Truman by Jean Reidy; illustrated by Lucy Ruth Cummins 

"When I read Jean’s draft for Truman, I could picture every beat. I just had to see it drawn—and I had to be the one to draw it! It was love at first read. And then it seemed like from Jean’s reaction to my sketches that I’d correctly connected her story dots, and that’s so satisfying." -Lucy Ruth Cummins 

Please click here to read the full interview. 

Look Both Ways by Jason Reynolds

Jason Reynolds discusses Look Both Ways.

Fry Bread by Kevin Noble Maillard; illustrated by Juana Martinez-Neal

I interviewed Kevin and Juana on March 11, 2019. 

Kevin, I think Fry Bread is a perfect read-aloud. Did you read it aloud over and over and over again while working on the manuscript?

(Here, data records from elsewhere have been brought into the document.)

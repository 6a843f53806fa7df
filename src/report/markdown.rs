//! Markdown report renderer
//!
//! Summary table, one row per pair in batch order, then any files that
//! could not be parsed or loaded.

use crate::engine::BatchReport;

/// Render a batch report as Markdown
pub fn render(report: &BatchReport) -> String {
    let mut md = String::with_capacity(4096);

    md.push_str("# Pairwise File Similarity\n\n");
    md.push_str("| | |\n|---|---|\n");
    md.push_str(&format!("| **Files** | {} |\n", report.files.len()));
    md.push_str(&format!("| **Pairs** | {} |\n", report.pairs.len()));
    md.push_str(&format!("| **Generated** | {} |\n", report.generated_at));
    md.push_str(&format!("| **Duration** | {}ms |\n", report.duration_ms));
    if let Some(rate) = report.cache_hit_rate {
        md.push_str(&format!("| **Cache Hit Rate** | {:.1}% |\n", rate * 100.0));
    }
    md.push('\n');

    if report.pairs.is_empty() {
        md.push_str("_Fewer than two files were compared; no pairs to report._\n\n");
    } else {
        md.push_str("## Results\n\n");
        md.push_str("| File 1 | File 2 | Similarity (%) | Structure | Text | Band |\n");
        md.push_str("|---|---|---:|---:|---:|---|\n");
        for pair in &report.pairs {
            md.push_str(&format!(
                "| `{}` | `{}` | **{}** | {:.1}% | {:.1}% | {} |\n",
                pair.file_a,
                pair.file_b,
                pair.score,
                pair.structural_ratio * 100.0,
                pair.raw_ratio * 100.0,
                pair.score.band(),
            ));
        }
        md.push('\n');
    }

    let unparseable: Vec<&str> = report
        .files
        .iter()
        .filter(|f| !f.parseable)
        .map(|f| f.id.as_str())
        .collect();
    if !unparseable.is_empty() {
        md.push_str("## Syntax Errors\n\n");
        md.push_str("These files did not parse; their structural channel is empty and only raw text was compared:\n\n");
        for id in unparseable {
            md.push_str(&format!("- `{}`\n", id));
        }
        md.push('\n');
    }

    if !report.skipped.is_empty() {
        md.push_str("## Skipped Files\n\n");
        md.push_str("| File | Reason |\n|---|---|\n");
        for s in &report.skipped {
            md.push_str(&format!("| `{}` | {} |\n", s.path.display(), s.reason));
        }
        md.push('\n');
    }

    md
}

Kevin: Oh yes! I am a big word dork. I love to play with how they sound, and how they will make people feel. In picture books, where every placement of word and art is so crucial, I wanted the letters on the page to have multiple meanings for interpretation, just like a poem. My partner and I had very long parental leaves after our second child was born, and we were in Lake Como, Italy when I started work on the book. I would sit in the kitchen late at night with the window open, listening to the crickets and the sound of the lake while I experimented aloud with word sounds, rhythm and flow, and initially, rhyming. I had pictures of my family in Oklahoma--those living and those who were gone--all around me, so it was a communal effort. Since the book is about family and food, I wanted them to be “there” with me during the process.I sent the first draft to my editor, Connie Hsu at Roaring Brook, who suggested that I take the rhyming out and just work on the beauty of the words. That gave me a lot more freedom to include my target words, like “nation,” “landscape,” and “elder,” and build the manuscript around them.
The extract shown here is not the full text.